Effects of soil transport processes on organic carbon storage in forested hillslope soils

Abstract

This study examines how coupled geomorphic and biologic processes influence the potential for hillslope soils to store organic carbon. A mass-balance model of soil organic carbon on hillslopes is developed by combining soil transport with biologic carbon production and respiration. The model is compared with soil carbon measurements on three hillslopes that represent various stages of hillslope evolution at Land-Between-the-Lakes National Recreation Area, northwest Tennessee. Both model results and field measurements suggest that locations of soil thickening are able to store more organic carbon than locations of soil thinning. In model simulations of a hillslope relaxing onto a fluvial terrace, locations of soil thickening, which propagate upslope, represent the greatest potential to increase soil organic carbon through time.

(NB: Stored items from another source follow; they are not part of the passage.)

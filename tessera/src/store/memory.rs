//! An in-memory storage tier

use std::collections::HashMap;

use parking_lot::Mutex;

use super::Storage;
use crate::transport::BoxError;

/// A process-local storage backend
///
/// Values live only as long as the backend itself.
#[derive(Debug, Default)]
pub struct MemoryStorage {
    items: Mutex<HashMap<String, String>>,
}

impl MemoryStorage {
    /// Constructs an empty in-memory storage backend
    pub fn new() -> Self {
        Self::default()
    }
}

impl Storage for MemoryStorage {
    fn get_item(&self, key: &str) -> Result<Option<String>, BoxError> {
        Ok(self.items.lock().get(key).cloned())
    }

    fn set_item(&self, key: &str, value: &str) -> Result<(), BoxError> {
        self.items.lock().insert(key.to_owned(), value.to_owned());
        Ok(())
    }

    fn remove_item(&self, key: &str) -> Result<(), BoxError> {
        self.items.lock().remove(key);
        Ok(())
    }
}
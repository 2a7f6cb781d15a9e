use aliri_braid::braid;
use std::fmt;

macro_rules! redacted {
    ($ty:ty: $hidden:literal, $visible:literal) => {
        impl fmt::Debug for $ty {
            fn fmt(&self, f: &mut fmt::Formatter) -> fmt::Result {
                if f.alternate() {
                    f.write_str("\"")?;
                    reveal_prefix(&self.0, &mut *f, $visible)?;
                    f.write_str("\"")
                } else {
                    f.write_str(concat!("***", $hidden, "***"))
                }
            }
        }

        impl fmt::Display for $ty {
            fn fmt(&self, f: &mut fmt::Formatter) -> fmt::Result {
                if f.alternate() {
                    reveal_prefix(&self.0, &mut *f, usize::MAX)
                } else {
                    f.write_str(concat!("***", $hidden, "***"))
                }
            }
        }
    };
}

/// Writes at most `visible` characters (or the formatter width) of a secret
fn reveal_prefix(secret: &str, f: &mut fmt::Formatter, visible: usize) -> fmt::Result {
    let max_len = f.width().unwrap_or(visible);
    if max_len <= 1 {
        return f.write_str("…");
    }

    match secret.char_indices().nth(max_len - 1) {
        Some((idx, _)) => {
            f.write_str(&secret[..idx])?;
            f.write_str("…")
        }
        None => f.write_str(secret),
    }
}

/// A bearer token issued by the authentication API
///
/// Formatting never reveals the token unless the alternate flag is used,
/// so tokens can be passed to `tracing` fields safely.
#[braid(serde, debug = "owned", display = "owned")]
pub struct AccessToken;

redacted!(AccessTokenRef: "ACCESS TOKEN", 12);

#[cfg(test)]
mod tests {
    use super::*;

    #[test]
    fn plain_formatting_hides_the_token() {
        let token = AccessToken::from_static("abcdefghijklmnopqrstuvwxyz");
        assert_eq!(format!("{}", token), "***ACCESS TOKEN***");
        assert_eq!(format!("{:?}", token), "***ACCESS TOKEN***");
    }

    #[test]
    fn alternate_debug_reveals_a_prefix() {
        let token = AccessToken::from_static("abcdefghijklmnopqrstuvwxyz");
        assert_eq!(format!("{:#?}", token), "\"abcdefghijk…\"");
        assert_eq!(format!("{:#5?}", token), "\"abcd…\"");
    }

    #[test]
    fn alternate_display_reveals_everything() {
        let token = AccessToken::from_static("abc");
        assert_eq!(format!("{:#}", token), "abc");
    }
}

The downslope increase in soil organic carbon seen in modeling and field measurements arises from the systematic variation in soil thickness associated with soil transport and hillslope evolution. Varying soil transport parameters (e.g. diffusivity, initial soil production) in model simulations reveals that physical soil transport processes exert greater control than biological carbon production and respiration on the change in soil organic carbon storage of a hillslope through time. At locations where thinned soils are converted to locations of soil thickening, the organic carbon storage of the soil increased in model simulations by 5-25%. This study suggests that physical soil processes are more important than biological carbon production and respiration processes in sequestering organic carbon in forested hillslope soils.